= Trish Beckman =

American naval pilot

Patricia L. "Trish" Beckman is an American retired naval pilot, one of only five since World War II to be selected as a Naval Flight Officer.

== Early life ==
Patricia L. "Trish" Beckman was born in Huntsville, Alabama, to William and Betty Beckman, and was the oldest of seven children; Beckman's father was a Korean War veteran in the Army. She was raised in Alabama until she graduated from Lee High School in 1970. Her early interest in aviation was partially because the Saturn V rocket was partly built in Huntsville during the space race with the Soviet Union. After graduating high school, Beckman enlisted in the United States Navy.

== Military career ==

=== Early enlistment ===
Beckman enlisted in the US Navy in 1970 during the Vietnam War era. During her first eight years of enlistment, she maintained and operated flight simulators and gained higher education while serving under the Naval Enlisted Scientific Education Program. She earned a bachelor's degree in aerospace engineering from 1974 to 1978 at North Carolina State University and a master's degree in aeronautical engineering in 1988 from the Naval Postgraduate School. She was involved in NORAD (North American Aerospace Defense Command) from 1978 to 1981 as a fleet support and liaison officer in Dahlgren, Virginia.

=== Pilot ===
In 1980, Beckman became one of only five women since World War II to be selected as a Naval Flight Officer, and in 1982 earned her wings as a pilot. She is a part of the first batch of women to graduate from the US Naval Test Pilot School and later became an instructor at the academy. She is the first-ever American woman to qualify to crew the F-15E and its variants and the first to qualify to crew the F/A-18 and its variants. In her military career, Beckman piloted 67 different types of aircraft and in 1999  retired as a commander, serving 28 years.

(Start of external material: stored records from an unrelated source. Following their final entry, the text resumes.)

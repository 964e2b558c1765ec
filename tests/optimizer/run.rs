use unsga3::prelude::*;

use crate::test_functions::{dtlz2, zdt1};
use crate::{evaluate_with, mutually_non_dominated, unit_dimensions};

#[test]
fn test_single_generation_returns_ranked_population() {
    let mut optimizer = Unsga3::builder()
        .dimensions(unit_dimensions(3))
        .num_objectives(2)
        .population_size(10)
        .max_generations(1)
        .seed(1)
        .build(evaluate_with(|x| vec![x[0], 1.0 - x[0] + x[1] + x[2]]))
        .unwrap();

    let result = optimizer.run().unwrap();
    assert_eq!(result.population.len(), 10);
    for c in &result.population {
        assert!(c.fitness.is_scored());
        assert_eq!(c.fitness.len(), 2);
        assert_eq!(c.fitness, c.training_fitness);
        assert!(c.reference_direction.is_some());
    }
    let covered: usize = result.fronts.iter().map(Vec::len).sum();
    assert_eq!(covered, 10);
    assert!(result.underfilled_generations.is_empty());
    assert!(result.history.is_none());
}

#[test]
fn test_evaluator_called_once_per_generation() {
    let mut calls = Vec::new();
    let mut optimizer = Unsga3::builder()
        .dimensions(unit_dimensions(2))
        .num_objectives(2)
        .max_generations(4)
        .seed(5)
        .build(|population: &mut [Candidate], generation: usize| {
            calls.push((generation, population.len()));
            Ok::<_, Error>(Evaluation::training(
                population.iter().map(|c| zdt1(&c.solution)).collect(),
            ))
        })
        .unwrap();

    optimizer.run().unwrap();
    drop(optimizer);
    // Seeded population first, then one batch of offspring per generation.
    assert_eq!(calls, vec![(0, 8), (1, 8), (2, 8), (3, 8)]);
}

#[test]
fn test_final_front_is_non_dominated() {
    let mut optimizer = Unsga3::builder()
        .dimensions(unit_dimensions(5))
        .num_objectives(2)
        .reference_point_increments(12)
        .max_generations(30)
        .seed(42)
        .build(evaluate_with(zdt1))
        .unwrap();

    let result = optimizer.run().unwrap();
    assert_eq!(result.population.len(), optimizer.population_size());

    let front: Vec<&Candidate> = result.pareto_front().collect();
    assert!(!front.is_empty());
    assert!(mutually_non_dominated(&front));
    assert!(front.iter().all(|c| c.rank == 0));

    // Every later front is dominated by something in an earlier one.
    for (k, members) in result.fronts.iter().enumerate().skip(1) {
        for &i in members {
            let c = &result.population[i];
            assert_eq!(c.rank, k);
            assert!(
                result.fronts[..k]
                    .iter()
                    .flatten()
                    .any(|&j| result.population[j].fitness.dominates(&c.fitness))
            );
        }
    }
}

#[test]
fn test_zdt1_converges_towards_front() {
    let mut optimizer = Unsga3::builder()
        .dimensions(unit_dimensions(4))
        .num_objectives(2)
        .reference_point_increments(12)
        .max_generations(60)
        .seed(7)
        .build(evaluate_with(zdt1))
        .unwrap();

    let result = optimizer.run().unwrap();
    // On the true front f2 = 1 - sqrt(f1); random points sit far above it.
    let mean_gap: f64 = result
        .pareto_front()
        .map(|c| c.fitness[1] - (1.0 - c.fitness[0].sqrt()))
        .sum::<f64>()
        / result.fronts[0].len() as f64;
    assert!(mean_gap < 1.0, "mean distance to front {mean_gap}");
}

#[test]
fn test_three_objectives_spread_over_directions() {
    let mut optimizer = Unsga3::builder()
        .dimensions(unit_dimensions(6))
        .num_objectives(3)
        .reference_point_increments(5)
        .max_generations(25)
        .seed(11)
        .build(evaluate_with(|x| dtlz2(x, 3)))
        .unwrap();

    let result = optimizer.run().unwrap();
    assert_eq!(result.population.len(), 16);

    let mut directions: Vec<usize> = result
        .population
        .iter()
        .filter_map(|c| c.reference_direction)
        .collect();
    directions.sort_unstable();
    directions.dedup();
    assert!(
        directions.len() >= 6,
        "population collapsed onto {} directions",
        directions.len()
    );
}

#[test]
fn test_same_seed_same_result() {
    let run = |seed: u64| {
        let mut optimizer = Unsga3::builder()
            .dimensions(unit_dimensions(3))
            .num_objectives(2)
            .max_generations(10)
            .seed(seed)
            .build(evaluate_with(zdt1))
            .unwrap();
        optimizer.run().unwrap()
    };

    let a = run(99);
    let b = run(99);
    assert_eq!(a.population, b.population);
    assert_eq!(a.fronts, b.fronts);
}

#[test]
fn test_repeated_runs_restart_from_seed() {
    let mut optimizer = Unsga3::builder()
        .dimensions(unit_dimensions(2))
        .num_objectives(2)
        .max_generations(5)
        .seed(3)
        .build(evaluate_with(zdt1))
        .unwrap();

    let first = optimizer.run().unwrap();
    let second = optimizer.run().unwrap();
    assert_eq!(first, second);
}

#[test]
fn test_history_records_every_generation() {
    let mut optimizer = Unsga3::builder()
        .dimensions(unit_dimensions(2))
        .num_objectives(2)
        .max_generations(6)
        .record_history(true)
        .seed(8)
        .build(evaluate_with(zdt1))
        .unwrap();

    let result = optimizer.run().unwrap();
    let history = result.history.as_ref().unwrap();
    assert_eq!(history.len(), 6);
    for (i, record) in history.iter().enumerate() {
        assert_eq!(record.generation, i);
        assert_eq!(record.population.len(), 8);
        assert_eq!(record.shortfall, 0);
    }
    let last = history.last().unwrap();
    assert_eq!(last.population, result.population);
    assert_eq!(last.fronts, result.fronts);
}

#[test]
fn test_discrete_dimensions_stay_on_lattice() {
    let dims = vec![
        SolutionDimension::discrete(0.0, 1.0, 0.1).unwrap(),
        SolutionDimension::discrete(2.0, 10.0, 1.0).unwrap(),
        SolutionDimension::new(0.0, 5.0).unwrap(),
    ];
    let mut optimizer = Unsga3::builder()
        .dimensions(dims.clone())
        .num_objectives(2)
        .max_generations(10)
        .record_history(true)
        .seed(21)
        .build(evaluate_with(|x| vec![x[0] + x[2], (x[1] - 2.0) / 8.0 + 1.0 - x[0]]))
        .unwrap();

    let result = optimizer.run().unwrap();
    for record in result.history.unwrap() {
        for c in &record.population {
            for (x, d) in c.solution.iter().zip(&dims) {
                assert!(*x >= d.min_val() && *x <= d.max_val());
                assert_eq!(d.repair(*x), *x);
            }
        }
    }
}

#[test]
fn test_evaluator_annotations_survive_selection() {
    let mut optimizer = Unsga3::builder()
        .dimensions(unit_dimensions(2))
        .num_objectives(2)
        .max_generations(5)
        .seed(4)
        .build(|population: &mut [Candidate], generation: usize| {
            for (i, c) in population.iter_mut().enumerate() {
                c.annotate("id", format!("g{generation}_c{i}"));
            }
            Ok::<_, Error>(Evaluation::training(
                population.iter().map(|c| zdt1(&c.solution)).collect(),
            ))
        })
        .unwrap();

    let result = optimizer.run().unwrap();
    let mut ids: Vec<String> = result.population.iter().filter_map(Candidate::id).collect();
    assert_eq!(ids.len(), result.population.len());
    ids.sort();
    ids.dedup();
    assert_eq!(ids.len(), result.population.len());
}

#[test]
fn test_custom_variation() {
    // Offspring copy the first parent, so no new solution ever appears.
    let variation = |parents: &[Candidate],
                     _dims: &[SolutionDimension],
                     count: usize,
                     _rng: &mut fastrand::Rng| { vec![parents[0].solution.clone(); count] };

    let mut optimizer = Unsga3::builder()
        .dimensions(unit_dimensions(2))
        .num_objectives(2)
        .max_generations(3)
        .variation(variation)
        .record_history(true)
        .seed(6)
        .build(evaluate_with(zdt1))
        .unwrap();

    let result = optimizer.run().unwrap();
    let history = result.history.unwrap();
    let seeded: Vec<&Vec<f64>> = history[0].population.iter().map(|c| &c.solution).collect();
    assert!(
        result
            .population
            .iter()
            .all(|c| seeded.contains(&&c.solution))
    );
}

#[test]
fn test_empty_offspring_keeps_parents() {
    // Every later pool holds only the parents, which still fill the population.
    let starve = |_: &[Candidate], _: &[SolutionDimension], _: usize, _: &mut fastrand::Rng| {
        Vec::<Vec<f64>>::new()
    };
    let mut optimizer = Unsga3::builder()
        .dimensions(unit_dimensions(1))
        .num_objectives(2)
        .max_generations(3)
        .variation(starve)
        .seed(2)
        .build(|population: &mut [Candidate], _generation: usize| {
            Ok::<_, Error>(Evaluation::training(
                population.iter().map(|c| zdt1(&c.solution)).collect(),
            ))
        })
        .unwrap();

    let result = optimizer.run().unwrap();
    assert_eq!(result.population.len(), 8);
    assert!(result.underfilled_generations.is_empty());
}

Her service in the Navy during the Vietnam War and the complex public perceptions of veterans who served during that period of US history have stuck with Beckman during her career and retirement. Beckman believes that veterans are treated with more respect now than some of her fellow veterans received when returning from the war.

In 1991, Beckman participated in an effort to lobby the US Congress in favor of repealing exclusionary laws that prevented women from partaking in combat roles in the military. She is credited as being a part of that successful effort.

== Time at Boeing ==
After she retired from the Navy in 1999, Beckman continued her education by earning a second master's degree in business administration at Webster University in 2002. That same year she became certified by the Federal Aviation Administration as a flight navigator and aircraft dispatcher.

Beckman was then employed by Boeing as a test pilot for their civilian aircraft program and flew as a systems operator for production and engineering test flights for the Boeing 737. She also functioned as a flight test navigator for ferry flights and engineered test flights for most Boeing aircraft (737, 747, 757, 767, 777, 787), clocking in over 6000 hours of flight time for 73 different types of aircraft.

In 2013 she became a contributor to support Boeing Test & Evaluation at Edwards Air Force Base for military aircraft.

== Impact ==
Beckman has contributed to and founded various organizations whose mission is to celebrate, educate, and empower women in the aviation industry. She was the president of Women Military Aviators Inc. (WMA), a founding board member of Women in Aviation International (WAI), and inducted into the Pioneer Hall of Fame in 2010.

Beckman now resides in Seattle, Washington. She uses her life story to inspire and motivate young people to pursue a career in STEM and aviation. Trish is a workshop presenter for the Sally Ride Science Festivals in various places around the US and a contributor to several aerospace museums.